University of Phoenix, College of Doctoral Studies
Scholastica ILoghalu, Louise Underdahl, Richard Hall, Edward Paluch
Event or Conference:
Knowledge Without Boundaries Research Summit
Notes:
This presentation was derived and adapted from a dissertation by one of the University's students for the Knowledge Without Boundaries Summit on June 10, 2019
Abstract:
ABSTRACT
"The goal of this qualitative grounded theory study was to develop a theory to understand the role of ethics in health care administrators’ decision- making process. Health care administrators need to understand the role of ethics in decision making to solve ethical dilemmas and reconcile the demands required of business operations and clinical practices in the health care industry. The study involved collecting qualitative data on health care administrators’ ethical dilemmas using multiple sources of information from scholarly peer-reviewed documents, reports, public records, and journal articles on the ethical decision- making process. The triangulated data underwent analysis using NVivo10 and the results indicated themes divided into five main categories and three subcategories with outliers. The new substantive theory that emerged from the data analysis bridged the gap in literature that lacked symphonology, which is a concept required in health care administrators’ context-based decision making.

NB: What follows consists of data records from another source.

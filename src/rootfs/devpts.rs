//! `devpts` instance at `/dev/pts` (§4.3 step 17), mounted after
//! `pivot_root` so it lives in the guest's private mount namespace.

use std::path::{Path, PathBuf};

use nix::mount::MsFlags;

use crate::error::{DsError, Result};
use crate::fsutil::mkdir_p;
use crate::syscall::Syscall;
use crate::utils::PathBufExt;

const OPTION_FALLBACKS: &[&str] = &[
    "gid=5,newinstance,ptmxmode=0666,mode=0620",
    "newinstance,ptmxmode=0666,mode=0620",
    "gid=5,newinstance,mode=0620",
    "newinstance,ptmxmode=0666",
    "newinstance",
];

/// Tries each devpts mount option string in order until one succeeds, then
/// points `/dev/ptmx` at `/dev/pts/ptmx` — bind-mounted over the existing
/// node with hardware access, or over a freshly created empty file without.
///
/// `root` is `/` in production (called after `pivot_root`, so the guest's
/// `/dev` *is* the process root); tests pass a tmpdir so no real `/dev` is
/// ever touched.
pub fn setup(syscall: &dyn Syscall, root: &Path, hardware_access: bool) -> Result<()> {
    let pts = root.join_safely("dev/pts");
    mkdir_p(&pts)?;

    let mut last_errno = None;
    let mut mounted = false;
    for opts in OPTION_FALLBACKS {
        match syscall.mount(None, &pts, Some("devpts"), MsFlags::empty(), Some(opts)) {
            Ok(()) => {
                mounted = true;
                break;
            }
            Err(errno) => last_errno = Some(errno),
        }
    }
    if !mounted {
        return Err(DsError::MountFailed {
            target: pts,
            errno: last_errno.unwrap(),
        });
    }

    let ptmx: PathBuf = root.join_safely("dev/ptmx");
    let pts_ptmx: PathBuf = root.join_safely("dev/pts/ptmx");
    if hardware_access {
        syscall
            .mount(Some(&pts_ptmx), &ptmx, None, MsFlags::MS_BIND, None)
            .map_err(|errno| DsError::MountFailed { target: ptmx.clone(), errno })?;
    } else {
        let _ = std::fs::remove_file(&ptmx);
        std::fs::File::create(&ptmx)?;
        syscall
            .mount(Some(&pts_ptmx), &ptmx, None, MsFlags::MS_BIND, None)
            .map_err(|errno| DsError::MountFailed { target: ptmx.clone(), errno })?;
    }
    Ok(())
}

#[cfg(test)]
mod tests {
    use super::*;
    use crate::syscall::test::TestSyscall;
    use tempfile::TempDir;

    #[test]
    fn first_option_succeeding_stops_the_fallback_chain() {
        let dir = TempDir::new().unwrap();
        let sc = TestSyscall::default();
        setup(&sc, dir.path(), false).unwrap();
        let calls = sc.calls();
        let devpts_mounts = calls
            .iter()
            .filter(|c| matches!(c, crate::syscall::test::Call::Mount(a) if a.fstype.as_deref() == Some("devpts")))
            .count();
        assert_eq!(devpts_mounts, 1);
    }
}
//! Mount assembly (C3) — the hardest component: builds, in an exact order,
//! the guest's filesystem view while still working in the host's view of
//! paths (relative to the active rootfs as current directory). Grounded on
//! the model runtime's `rootfs.rs`/`rootfs/mount.rs` structure, generalized
//! from OCI mount-spec iteration to this runtime's fixed, spec-driven
//! sequence, and on `other_examples`'s `setup_container_mounts`/
//! `pivot_to_container` for the bind-mount soft-fail and pivot idioms.

pub mod cgroup;
pub mod devnodes;
pub mod devpts;
pub mod overlay;
pub mod sys_proc;

use std::path::{Path, PathBuf};

use nix::mount::MsFlags;

use crate::config::{BindMount, ContainerConfig};
use crate::error::{DsError, Result};
use crate::fsutil::{mkdir_p, write_all};
use crate::syscall::Syscall;
use crate::utils::PathBufExt;

pub struct AssembledRootfs {
    /// The directory that is `chdir`'d into and that will become `/` after
    /// `pivot_root` — either the original rootfs, or the volatile overlay's
    /// `merged/` directory if the container was started with `--volatile`.
    pub active_root: PathBuf,
    pub overlay: Option<overlay::OverlayPaths>,
}

/// Steps 1-15 of §4.3: everything that happens before `pivot_root`, still
/// addressed relative to the host's view of paths.
pub fn assemble_pre_pivot(
    syscall: &dyn Syscall,
    cfg: &ContainerConfig,
    rootfs: &Path,
    workspace_volatile_dir: &Path,
    uuid: &str,
    console_slave_path: &Path,
    tty_slave_paths: &[PathBuf],
) -> Result<AssembledRootfs> {
    // 1. Unshare the mount namespace.
    syscall
        .unshare(crate::namespaces::container_clone_flags())
        .map_err(DsError::Errno)?;

    // 2. Make the root mount tree recursively private so nothing performed
    // here propagates back to the host, and vice versa.
    syscall
        .mount(None, Path::new("/"), None, MsFlags::MS_REC | MsFlags::MS_PRIVATE, None)
        .map_err(|errno| DsError::MountFailed { target: PathBuf::from("/"), errno })?;

    // 3. Volatile overlay, if requested.
    let overlay_result = if cfg.volatile {
        let on_android = Path::new("/system/build.prop").exists();
        Some(overlay::setup_volatile(syscall, workspace_volatile_dir, rootfs, on_android)?)
    } else {
        None
    };
    let active_root = overlay_result
        .as_ref()
        .map(|o| o.merged.clone())
        .unwrap_or_else(|| rootfs.to_path_buf());

    // 4. pivot_root demands the new root is itself a mount point: bind it
    // onto itself, recursively.
    syscall
        .mount(Some(&active_root), &active_root, None, MsFlags::MS_BIND | MsFlags::MS_REC, None)
        .map_err(|errno| DsError::MountFailed { target: active_root.clone(), errno })?;

    // 5. Custom bind mounts, soft-fail on missing source/target or mount
    // syscall error.
    apply_bind_mounts(syscall, &active_root, &cfg.bind_mounts);

    // 6. chdir into the active rootfs so the remaining steps can address
    // guest paths as relative paths, exactly as the eventual pivot expects.
    syscall.chdir(&active_root).map_err(DsError::Errno)?;

    // 7. The pivot_root target directory.
    mkdir_p(active_root.join(".old_root"))?;

    // 8. /dev.
    if cfg.hardware_access {
        devnodes::setup_shared_dev(syscall, &active_root)?;
    } else {
        devnodes::setup_private_dev(syscall, &active_root)?;
    }

    // 9. /proc.
    sys_proc::mount_proc(syscall, &active_root)?;

    // 10. /sys.
    sys_proc::mount_sys(syscall, &active_root, cfg.hardware_access)?;

    // 11. /run tmpfs.
    let run = active_root.join("run");
    mkdir_p(&run)?;
    syscall
        .mount(None, &run, Some("tmpfs"), MsFlags::MS_NOSUID | MsFlags::MS_NODEV, Some("mode=755"))
        .map_err(|errno| DsError::MountFailed { target: run.clone(), errno })?;

    // 12. Console and TTY PTY binds — must precede pivot_root, since the
    // host PTY devices become unreachable afterward.
    bind_console_and_ttys(syscall, &active_root, console_slave_path, tty_slave_paths)?;

    // 13. Boot markers.
    write_all(run.join(uuid), "init")?;
    write_all(run.join("droidspaces"), env!("CARGO_PKG_VERSION"))?;

    // 14. Cgroup tree.
    cgroup::setup_cgroup_tree(syscall, &active_root)?;

    // 15. Android storage bind.
    if cfg.bind_android_storage {
        let host_storage = Path::new("/storage/emulated/0");
        let guest_storage = active_root.join_safely("storage/emulated/0");
        if host_storage.is_dir() {
            mkdir_p(&guest_storage)?;
            let _ = syscall.mount(Some(host_storage), &guest_storage, None, MsFlags::MS_BIND | MsFlags::MS_REC, None);
        }
    }

    Ok(AssembledRootfs { active_root, overlay: overlay_result })
}

fn apply_bind_mounts(syscall: &dyn Syscall, active_root: &Path, binds: &[BindMount]) {
    for bind in binds {
        if !bind.host.exists() {
            log::warn!("bind-mount source {:?} does not exist, skipping", bind.host);
            continue;
        }
        let target = active_root.join_safely(&bind.container);
        if mkdir_p(&target).is_err() {
            log::warn!("could not create bind-mount target {:?}, skipping", target);
            continue;
        }
        if let Err(errno) = syscall.mount(Some(&bind.host), &target, None, MsFlags::MS_BIND | MsFlags::MS_REC, None) {
            log::warn!("bind-mount {:?} -> {:?} failed: {}", bind.host, target, errno);
        }
    }
}

fn bind_console_and_ttys(
    syscall: &dyn Syscall,
    active_root: &Path,
    console_slave_path: &Path,
    tty_slave_paths: &[PathBuf],
) -> Result<()> {
    let console_target = active_root.join("dev/console");
    bind_one(syscall, console_slave_path, &console_target)?;

    for (i, slave) in tty_slave_paths.iter().enumerate() {
        let target = active_root.join(format!("dev/tty{}", i + 1));
        bind_one(syscall, slave, &target)?;
    }
    Ok(())
}

fn bind_one(syscall: &dyn Syscall, slave: &Path, target: &Path) -> Result<()> {
    if !target.exists() {
        std::fs::File::create(target)?;
    }
    syscall
        .mount(Some(slave), target, None, MsFlags::MS_BIND, None)
        .map_err(|errno| DsError::MountFailed { target: target.to_path_buf(), errno })
}

/// Step 16: swap the current root mount with `active_root`, then `chdir`
/// into the new `/`. The old root is left mounted at `.old_root` until the
/// post-pivot cleanup step unmounts and removes it.
pub fn pivot(syscall: &dyn Syscall, active_root: &Path) -> Result<()> {
    syscall
        .pivot_root(active_root, Path::new(".old_root"))
        .map_err(|errno| DsError::PivotFailed { errno })?;
    syscall.chdir(Path::new("/")).map_err(DsError::Errno)?;
    Ok(())
}

/// Step 19: `umount -l /.old_root`, `rmdir /.old_root`.
pub fn cleanup_old_root(syscall: &dyn Syscall) -> Result<()> {
    let old_root = Path::new("/.old_root");
    syscall
        .umount2(old_root, true)
        .map_err(|errno| DsError::MountFailed { target: old_root.to_path_buf(), errno })?;
    std::fs::remove_dir(old_root).map_err(DsError::Io)
}

#[cfg(test)]
mod tests {
    use super::*;
    use crate::config::RootfsSource;
    use crate::syscall::test::{Call, TestSyscall};
    use tempfile::TempDir;

    fn base_config() -> ContainerConfig {
        ContainerConfig {
            rootfs_source: RootfsSource::Directory(PathBuf::new()),
            name: Some("t1".to_string()),
            hostname: None,
            foreground: false,
            hardware_access: false,
            enable_ipv6: false,
            bind_android_storage: false,
            selinux_permissive: false,
            volatile: false,
            disable_seccomp: false,
            bind_mounts: Vec::new(),
            dns_servers: Vec::new(),
            pidfile_override: None,
        }
    }

    #[test]
    fn assembly_order_matches_the_documented_sequence() {
        let rootfs = TempDir::new().unwrap();
        let workspace = TempDir::new().unwrap();
        let console = TempDir::new().unwrap().path().join("console-slave");
        std::fs::write(&console, "").unwrap();

        let sc = TestSyscall::default();
        let cfg = base_config();
        let result = assemble_pre_pivot(
            &sc,
            &cfg,
            rootfs.path(),
            workspace.path(),
            "deadbeefdeadbeefdeadbeefdeadbeef",
            &console,
            &[],
        );
        assert!(result.is_ok(), "{:?}", result.err());

        let calls = sc.calls();
        assert!(matches!(&calls[0], Call::Unshare(_)));
        assert!(matches!(&calls[1], Call::Mount(a) if a.target == Path::new("/")));
    }

    #[test]
    fn missing_bind_mount_source_is_soft_failed() {
        let rootfs = TempDir::new().unwrap();
        let sc = TestSyscall::default();
        let mut cfg = base_config();
        cfg.bind_mounts.push(BindMount {
            host: PathBuf::from("/does/not/exist"),
            container: PathBuf::from("/mnt/x"),
        });
        apply_bind_mounts(&sc, rootfs.path(), &cfg.bind_mounts);
        assert!(sc.calls().is_empty());
    }
}
//! Parent/monitor/init synchronization channel, grounded on the model
//! runtime's `process::channel::Channel`/`Message` shape but carried over a
//! raw `nix` pipe (matching the version of `mio` this crate's manifest
//! actually pins) instead of `mio::unix::pipe`.

use nix::fcntl::OFlag;
use nix::unistd::{close, pipe2, read, write, Pid};

use crate::error::{DsError, Result};

#[derive(Debug, Clone, Copy, PartialEq, Eq)]
#[repr(u8)]
pub enum Message {
    /// The monitor has forked init and is reporting its (host-view) PID.
    InitReady = 1,
    /// The init child failed before it could exec; the byte after this tag
    /// is not a PID, it is an exit status.
    InitFailed = 2,
}

impl Message {
    fn from_u8(tag: u8) -> Result<Self> {
        match tag {
            1 => Ok(Message::InitReady),
            2 => Ok(Message::InitFailed),
            other => Err(DsError::Io(std::io::Error::new(
                std::io::ErrorKind::InvalidData,
                format!("unknown channel message tag {}", other),
            ))),
        }
    }
}

pub struct Channel {
    rfd: i32,
    wfd: i32,
}

impl Channel {
    pub fn new() -> Result<Self> {
        let (rfd, wfd) = pipe2(OFlag::O_CLOEXEC).map_err(DsError::Errno)?;
        Ok(Channel { rfd, wfd })
    }

    /// Closes this end's read half; used by the writer after forking so it
    /// isn't holding a copy of the read end it'll never use.
    pub fn close_read(&mut self) -> Result<()> {
        if self.rfd >= 0 {
            close(self.rfd).map_err(DsError::Errno)?;
            self.rfd = -1;
        }
        Ok(())
    }

    pub fn close_write(&mut self) -> Result<()> {
        if self.wfd >= 0 {
            close(self.wfd).map_err(DsError::Errno)?;
            self.wfd = -1;
        }
        Ok(())
    }

    pub fn send_init_ready(&self, pid: Pid) -> Result<()> {
        write_all(self.wfd, &[Message::InitReady as u8])?;
        write_all(self.wfd, &pid.as_raw().to_be_bytes())?;
        Ok(())
    }

    pub fn send_init_failed(&self, exit_code: i32) -> Result<()> {
        write_all(self.wfd, &[Message::InitFailed as u8])?;
        write_all(self.wfd, &exit_code.to_be_bytes())?;
        Ok(())
    }

    /// Blocks until the monitor reports init's PID, or that init failed
    /// before exec.
    pub fn wait_for_init(&self) -> Result<std::result::Result<Pid, i32>> {
        let mut tag = [0u8; 1];
        read_exact(self.rfd, &mut tag)?;
        match Message::from_u8(tag[0])? {
            Message::InitReady => {
                let mut buf = [0u8; 4];
                read_exact(self.rfd, &mut buf)?;
                Ok(Ok(Pid::from_raw(i32::from_be_bytes(buf))))
            }
            Message::InitFailed => {
                let mut buf = [0u8; 4];
                read_exact(self.rfd, &mut buf)?;
                Ok(Err(i32::from_be_bytes(buf)))
            }
        }
    }
}

fn write_all(fd: i32, mut buf: &[u8]) -> Result<()> {
    while !buf.is_empty() {
        let n = write(fd, buf).map_err(DsError::Errno)?;
        if n == 0 {
            return Err(DsError::Io(std::io::Error::new(std::io::ErrorKind::WriteZero, "channel write")));
        }
        buf = &buf[n..];
    }
    Ok(())
}

fn read_exact(fd: i32, mut buf: &mut [u8]) -> Result<()> {
    while !buf.is_empty() {
        let n = read(fd, buf).map_err(DsError::Errno)?;
        if n == 0 {
            return Err(DsError::Io(std::io::Error::new(
                std::io::ErrorKind::UnexpectedEof,
                "channel closed before message completed",
            )));
        }
        buf = &mut buf[n..];
    }
    Ok(())
}

#[cfg(test)]
mod tests {
    use super::*;

    #[test]
    fn round_trips_init_ready() {
        let ch = Channel::new().unwrap();
        ch.send_init_ready(Pid::from_raw(4242)).unwrap();
        let result = ch.wait_for_init().unwrap();
        assert_eq!(result, Ok(Pid::from_raw(4242)));
    }

    #[test]
    fn round_trips_init_failed() {
        let ch = Channel::new().unwrap();
        ch.send_init_failed(17).unwrap();
        let result = ch.wait_for_init().unwrap();
        assert_eq!(result, Err(17));
    }
}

The model is a symphonological bioethical framework presented to assist health care administrators in their decision- making process. Six bioethical standards are fidelity, objectivity, freedom, beneficence, self-assertion, and autonomy. Cost reduction, recruitment of competent employees, and retention of talented staff can improve the ability to provide quality health care. This grounded theory research design adds knowledge to the limited research on health care administrators’ ethical decision making through a focus on the need to reconcile business operations and clinical practices in health care settings".